Isaiah Foskey NFL Draft 2023: Scouting Report for Notre Dame Edge

BR NFL Scouting Department Contributor I

SOUTH BEND, IN - SEPTEMBER 10: Notre Dame Fighting Irish defensive lineman Isaiah Foskey (7) tackles Marshall Thundering Herd running back Khalan Laborn (8) in action during a game between the Marshall Thundering Herd and the Notre Dame Fighting Irish on September 10, 2022 at Notre Dame Stadium in South Bend, IN. (Photo by Robin Alam/Icon Sportswire via Getty Images)
Robin Alam/Icon Sportswire via Getty Images

HEIGHT: 6'5"











— Physical at the point of attack and takes on blocks with good leverage out of a two-point stance to help set the edge.

— Solid strength to win as a power rusher with a one-arm stab move or a bull rush, and he's shown a nice rip move as a counter off of the bull rush that he can win with if he starts working to get on an edge.

— Does a good job of working offensive lineman's hands as a pass-rusher.

— Has plenty of athletic ability to develop finesse moves down the line and has shown flashes of winning with a cross chop, hand swipe and ghost rush.

— Impressive agility to avoid losing ground as the looper in line games.

— Swipes at the ball and has a knack for getting strip sacks.

— Very instinctual against the run and can be hard to reach with his combination of agility and block recognition out of a two-point stance.

— Strong enough to get extension and hold ground against tackles.

— Hustle player who will factor into gang tackles down the field and get coverage sacks.


— Slow run-pass transitions against play-action.

— Doesn't have a go-to pass rush move that can win with at the moment and doesn't have the speed off the ball to challenge offensive tackles vertically.

— Could make better use of the stem phase of a pass rush by getting upfield initially to give himself a two-way go and keep the tackle guessing.

— Adequate bend to turn tight corners and take an efficient path to the quarterback but lacks ankle flexibility.

— Needs to start working to get on an edge when bull-rushing.

— More passive against the run when working out of a three-point stance. Likes to stand up and see what the offensive line is doing instead of attacking and reacting.

— Lacks violence when trying to disengage and get off blocks and lets offensive linemen hang onto him.

— Not a forceful tackler and will lose ground after contact from physical running backs.


— DOB: Oct. 30, 2000

— A 4-star recruit in the 2019 class, No. 211 overall, No. 13 WDE, per 247Sports composite rating .

— 25 career starts

— Notre Dame's career sack leader (26.5)

— 2022 Honors: Consensus All-American

— 2021 Honors: Third-team All-American (Phil Steele), first-team All-Independent (Phil Steele)

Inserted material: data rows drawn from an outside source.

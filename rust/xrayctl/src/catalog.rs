//! Static registry of the protocol units this tool knows how to create.
//!
//! The catalog is built once at startup and handed to the [`Manager`](crate::manager::Manager);
//! nothing here is process-global.

use anyhow::Result;
use serde::Serialize;
use serde_json::{json, Map, Value};
use std::collections::HashMap;

use crate::error::ConfError;

/// Template/port family. Decides which parameters have to be generated.
#[derive(Debug, Clone, Copy, PartialEq, Eq, Hash, Serialize)]
#[serde(rename_all = "kebab-case")]
pub enum ProtocolFamily {
    Reality,
    WebSocketTls,
    HttpUpgrade,
    Shadowsocks,
    Shadowsocks2022,
}

impl ProtocolFamily {
    pub fn is_tls_fronted(self) -> bool {
        matches!(self, ProtocolFamily::WebSocketTls | ProtocolFamily::HttpUpgrade)
    }

    pub fn uses_path(self) -> bool {
        self.is_tls_fronted()
    }
}

#[derive(Debug, Clone, Serialize)]
pub struct ProtocolDescriptor {
    pub name: &'static str,
    pub aliases: &'static [&'static str],
    /// Inbound `protocol` field as xray spells it.
    pub protocol: &'static str,
    pub family: ProtocolFamily,
    pub default_port: u16,
    pub requires_tls: bool,
    pub requires_domain: bool,
    pub transports: &'static [&'static str],
    pub template: &'static str,
    pub description: &'static str,
}

impl ProtocolDescriptor {
    pub fn default_transport(&self) -> &'static str {
        self.transports.first().copied().unwrap_or("tcp")
    }

    /// Whether the unit authenticates clients by UUID (vless/vmess) rather than password.
    pub fn uses_uuid(&self) -> bool {
        matches!(self.protocol, "vless" | "vmess")
    }
}

pub const DEFAULT_REALITY_DEST: &str = "www.microsoft.com";
pub const DEFAULT_SS_METHOD: &str = "aes-256-gcm";
pub const DEFAULT_SS2022_METHOD: &str = "2022-blake3-aes-128-gcm";

pub const SS_METHODS: &[&str] = &[
    "aes-128-gcm",
    "aes-256-gcm",
    "chacha20-poly1305",
    "chacha20-ietf-poly1305",
    "xchacha20-poly1305",
];

pub const SS2022_METHODS: &[&str] = &[
    "2022-blake3-aes-128-gcm",
    "2022-blake3-aes-256-gcm",
    "2022-blake3-chacha20-poly1305",
];

const BUILTIN: &[ProtocolDescriptor] = &[
    ProtocolDescriptor {
        name: "vless-reality",
        aliases: &["vr", "reality", "vless-r"],
        protocol: "vless",
        family: ProtocolFamily::Reality,
        default_port: 443,
        requires_tls: false,
        requires_domain: false,
        transports: &["tcp"],
        template: "vless_reality",
        description: "VLESS + XTLS Vision over REALITY, no certificate needed",
    },
    ProtocolDescriptor {
        name: "vless-ws-tls",
        aliases: &["vless-ws", "vw"],
        protocol: "vless",
        family: ProtocolFamily::WebSocketTls,
        default_port: 443,
        requires_tls: true,
        requires_domain: true,
        transports: &["ws"],
        template: "vless_ws_tls",
        description: "VLESS over WebSocket with TLS",
    },
    ProtocolDescriptor {
        name: "vless-httpupgrade",
        aliases: &["vless-hu", "vhu"],
        protocol: "vless",
        family: ProtocolFamily::HttpUpgrade,
        default_port: 443,
        requires_tls: true,
        requires_domain: true,
        transports: &["httpupgrade"],
        template: "vless_httpupgrade",
        description: "VLESS over HTTP upgrade with TLS",
    },
    ProtocolDescriptor {
        name: "vmess-ws-tls",
        aliases: &["vmess-ws", "vmess", "mw"],
        protocol: "vmess",
        family: ProtocolFamily::WebSocketTls,
        default_port: 443,
        requires_tls: true,
        requires_domain: true,
        transports: &["ws"],
        template: "vmess_ws_tls",
        description: "VMess over WebSocket with TLS",
    },
    ProtocolDescriptor {
        name: "vmess-httpupgrade",
        aliases: &["vmess-hu", "mhu"],
        protocol: "vmess",
        family: ProtocolFamily::HttpUpgrade,
        default_port: 443,
        requires_tls: true,
        requires_domain: true,
        transports: &["httpupgrade"],
        template: "vmess_httpupgrade",
        description: "VMess over HTTP upgrade with TLS",
    },
    ProtocolDescriptor {
        name: "trojan-ws-tls",
        aliases: &["trojan-ws", "trojan", "tw"],
        protocol: "trojan",
        family: ProtocolFamily::WebSocketTls,
        default_port: 443,
        requires_tls: true,
        requires_domain: true,
        transports: &["ws"],
        template: "trojan_ws_tls",
        description: "Trojan over WebSocket with TLS",
    },
    ProtocolDescriptor {
        name: "shadowsocks",
        aliases: &["ss"],
        protocol: "shadowsocks",
        family: ProtocolFamily::Shadowsocks,
        default_port: 8388,
        requires_tls: false,
        requires_domain: false,
        transports: &["tcp", "udp"],
        template: "shadowsocks",
        description: "Shadowsocks AEAD",
    },
    ProtocolDescriptor {
        name: "shadowsocks-2022",
        aliases: &["ss2022", "ss-2022"],
        protocol: "shadowsocks",
        family: ProtocolFamily::Shadowsocks2022,
        default_port: 8388,
        requires_tls: false,
        requires_domain: false,
        transports: &["tcp", "udp"],
        template: "shadowsocks_2022",
        description: "Shadowsocks 2022 (BLAKE3 key derivation)",
    },
];

#[derive(Debug, Clone)]
pub struct Catalog {
    descriptors: Vec<ProtocolDescriptor>,
    by_name: HashMap<String, usize>,
    by_alias: HashMap<String, usize>,
}

impl Catalog {
    pub fn builtin() -> Result<Self> {
        Self::new(BUILTIN.to_vec())
    }

    /// Fails if two descriptors share a name or an alias.
    pub fn new(descriptors: Vec<ProtocolDescriptor>) -> Result<Self> {
        let mut by_name = HashMap::new();
        let mut by_alias = HashMap::new();
        for (i, d) in descriptors.iter().enumerate() {
            if by_name.insert(d.name.to_ascii_lowercase(), i).is_some() {
                anyhow::bail!("duplicate protocol name in catalog: {}", d.name);
            }
        }
        for (i, d) in descriptors.iter().enumerate() {
            for a in d.aliases {
                let key = a.to_ascii_lowercase();
                if by_name.contains_key(&key) {
                    anyhow::bail!("alias '{a}' of {} shadows a protocol name", d.name);
                }
                if let Some(prev) = by_alias.insert(key, i) {
                    anyhow::bail!(
                        "alias '{a}' claimed by both {} and {}",
                        descriptors[prev].name,
                        d.name
                    );
                }
            }
        }
        Ok(Self { descriptors, by_name, by_alias })
    }

    pub fn descriptors(&self) -> &[ProtocolDescriptor] {
        &self.descriptors
    }

    /// Case-insensitive lookup: canonical names first, then aliases.
    pub fn resolve(&self, name_or_alias: &str) -> Result<&ProtocolDescriptor, ConfError> {
        let key = name_or_alias.trim().to_ascii_lowercase();
        self.by_name
            .get(&key)
            .or_else(|| self.by_alias.get(&key))
            .map(|&i| &self.descriptors[i])
            .ok_or_else(|| ConfError::ProtocolNotSupported { name: name_or_alias.to_string() })
    }

    /// Starter settings: descriptor flags plus family defaults.
    pub fn default_settings(&self, name: &str) -> Result<Map<String, Value>, ConfError> {
        let d = self.resolve(name)?;
        let mut m = Map::new();
        m.insert("port".into(), json!(d.default_port));
        m.insert("tls".into(), json!(d.requires_tls));
        m.insert("domain_required".into(), json!(d.requires_domain));
        m.insert("transport".into(), json!(d.default_transport()));
        match d.family {
            ProtocolFamily::Reality => {
                m.insert("dest".into(), json!(DEFAULT_REALITY_DEST));
                m.insert("server_name".into(), json!(DEFAULT_REALITY_DEST));
            }
            ProtocolFamily::WebSocketTls => {
                m.insert("path".into(), json!("/ws"));
            }
            ProtocolFamily::HttpUpgrade => {
                m.insert("path".into(), json!("/upgrade"));
            }
            ProtocolFamily::Shadowsocks => {
                m.insert("method".into(), json!(DEFAULT_SS_METHOD));
            }
            ProtocolFamily::Shadowsocks2022 => {
                m.insert("method".into(), json!(DEFAULT_SS2022_METHOD));
            }
        }
        Ok(m)
    }

    /// Port range, domain presence and transport membership.
    pub fn validate_settings(&self, name: &str, settings: &Map<String, Value>) -> Result<(), ConfError> {
        let d = self.resolve(name)?;

        if let Some(v) = settings.get("port") {
            match v.as_u64() {
                Some(p) if (1..=65535).contains(&p) => {}
                Some(0) => {} // 0 means "pick one"
                _ => return Err(ConfError::invalid("port", format!("{v} is not in 1-65535"))),
            }
        }

        if d.requires_domain {
            let domain = settings.get("domain").and_then(Value::as_str).unwrap_or("").trim();
            if domain.is_empty() {
                return Err(ConfError::invalid("domain", format!("{} requires a domain", d.name)));
            }
        }

        if let Some(t) = settings.get("transport").and_then(Value::as_str) {
            if !d.transports.contains(&t) {
                return Err(ConfError::invalid(
                    "transport",
                    format!("{} supports {:?}, got '{t}'", d.name, d.transports),
                ));
            }
        }

        if let Some(m) = settings.get("method").and_then(Value::as_str) {
            let allowed = match d.family {
                ProtocolFamily::Shadowsocks => SS_METHODS,
                ProtocolFamily::Shadowsocks2022 => SS2022_METHODS,
                _ => return Ok(()),
            };
            if !allowed.contains(&m) {
                return Err(ConfError::invalid("method", format!("{m} is not valid for {}", d.name)));
            }
        }
        Ok(())
    }

    /// Map a parsed inbound back to the descriptor that would have produced it.
    pub fn identify(&self, inbound: &Value) -> Option<&ProtocolDescriptor> {
        let protocol = inbound.get("protocol")?.as_str()?;
        let stream = inbound.get("streamSettings");
        let network = stream
            .and_then(|s| s.get("network"))
            .and_then(Value::as_str)
            .unwrap_or("tcp");
        let security = stream
            .and_then(|s| s.get("security"))
            .and_then(Value::as_str)
            .unwrap_or("none");
        let method = inbound
            .pointer("/settings/method")
            .and_then(Value::as_str)
            .unwrap_or("");

        self.descriptors.iter().find(|d| {
            if d.protocol != protocol {
                return false;
            }
            match d.family {
                ProtocolFamily::Reality => security == "reality",
                ProtocolFamily::WebSocketTls | ProtocolFamily::HttpUpgrade => {
                    d.transports.contains(&network)
                }
                ProtocolFamily::Shadowsocks => !method.starts_with("2022-"),
                ProtocolFamily::Shadowsocks2022 => method.starts_with("2022-"),
            }
        })
    }
}

#[cfg(test)]
mod tests {
    use super::*;

    #[test]
    fn resolves_names_and_aliases_case_insensitively() {
        let c = Catalog::builtin().unwrap();
        assert_eq!(c.resolve("VLESS-Reality").unwrap().name, "vless-reality");
        assert_eq!(c.resolve("ss").unwrap().name, "shadowsocks");
        assert_eq!(c.resolve("SS2022").unwrap().name, "shadowsocks-2022");
        assert_eq!(c.resolve("trojan").unwrap().name, "trojan-ws-tls");
        assert!(matches!(
            c.resolve("wireguard"),
            Err(ConfError::ProtocolNotSupported { name }) if name == "wireguard"
        ));
    }

    #[test]
    fn rejects_alias_claimed_twice() {
        let mut ds = BUILTIN.to_vec();
        ds[1].aliases = &["vr"];
        let err = Catalog::new(ds).unwrap_err();
        assert!(err.to_string().contains("'vr'"));
    }

    #[test]
    fn reality_defaults() {
        let c = Catalog::builtin().unwrap();
        let m = c.default_settings("vr").unwrap();
        assert_eq!(m["dest"], "www.microsoft.com");
        assert_eq!(m["port"], 443);
        assert_eq!(m["transport"], "tcp");
        assert_eq!(m["tls"], false);
    }

    #[test]
    fn validate_settings_checks_domain_transport_port() {
        let c = Catalog::builtin().unwrap();
        let mut m = c.default_settings("vless-ws-tls").unwrap();
        assert!(matches!(
            c.validate_settings("vless-ws-tls", &m),
            Err(ConfError::InvalidInput { field, .. }) if field == "domain"
        ));

        m.insert("domain".into(), json!("example.com"));
        c.validate_settings("vless-ws-tls", &m).unwrap();

        m.insert("transport".into(), json!("grpc"));
        assert!(c.validate_settings("vless-ws-tls", &m).is_err());

        let mut ss = c.default_settings("ss").unwrap();
        ss.insert("port".into(), json!(70000));
        assert!(c.validate_settings("ss", &ss).is_err());
        ss.insert("port".into(), json!(8388));
        ss.insert("method".into(), json!("2022-blake3-aes-128-gcm"));
        assert!(c.validate_settings("ss", &ss).is_err());
    }

    #[test]
    fn identify_inbounds() {
        let c = Catalog::builtin().unwrap();
        let reality = json!({
            "protocol": "vless",
            "streamSettings": {"network": "tcp", "security": "reality"}
        });
        assert_eq!(c.identify(&reality).unwrap().name, "vless-reality");

        let hu = json!({
            "protocol": "vmess",
            "streamSettings": {"network": "httpupgrade", "security": "tls"}
        });
        assert_eq!(c.identify(&hu).unwrap().name, "vmess-httpupgrade");

        let ss22 = json!({"protocol": "shadowsocks", "settings": {"method": "2022-blake3-aes-256-gcm"}});
        assert_eq!(c.identify(&ss22).unwrap().name, "shadowsocks-2022");

        assert!(c.identify(&json!({"protocol": "dokodemo-door"})).is_none());
    }
}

Isaiah Foskey is an interesting projection because he has plenty of traits with his size, strength and athleticism, and he's been productive, surpassing several notable Notre Dame defensive linemen like Justin Tuck and Bryant Young in the school's record books. Typically, that'd make for a slam-dunk top-10 pick.

However, a lot of Foskey's sacks have come when he's either unblocked, is cleaning up from another pass-rusher winning or as coverage sacks, especially this past year. His impressive rushes have come in flashes versus being something he can consistently win with at the next level, and his stiff ankles are concerning for an edge-rusher.

That being said, if the Golden Domer tests well at the combine to confirm his athletic potential, he's a good enough power rusher and can develop a wider pass-rush arsenal down the road to still be a first-round pick. He might just have to wait a little longer to hear his name called on Day 1.

Against the run, there's a lot to like about Foskey's game. He's physical and strong to set the edge and hold ground against offensive tackles, and his instincts are impressive out of a two-point stance. The biggest issue is that he can look like almost a completely different player with his hand in the ground, which could limit his scheme fit.

Foskey is much better from a standup linebacker position. When he is in a three-point stance, it's almost like his natural inclination is to play from a two-point because he stands up and tries to see what's going on, essentially getting to a two-point stance post-snap. So, he'd be best as an outside backer for a team that uses odd fronts.

Notre Dame would occasionally drop him in coverage, so he has experience covering running backs, tight ends and the underneath zones to go along with the athleticism to carry that part of his game over to the NFL. He might not be "off the board" for even front teams, but he'll need the freedom to play from that standup position.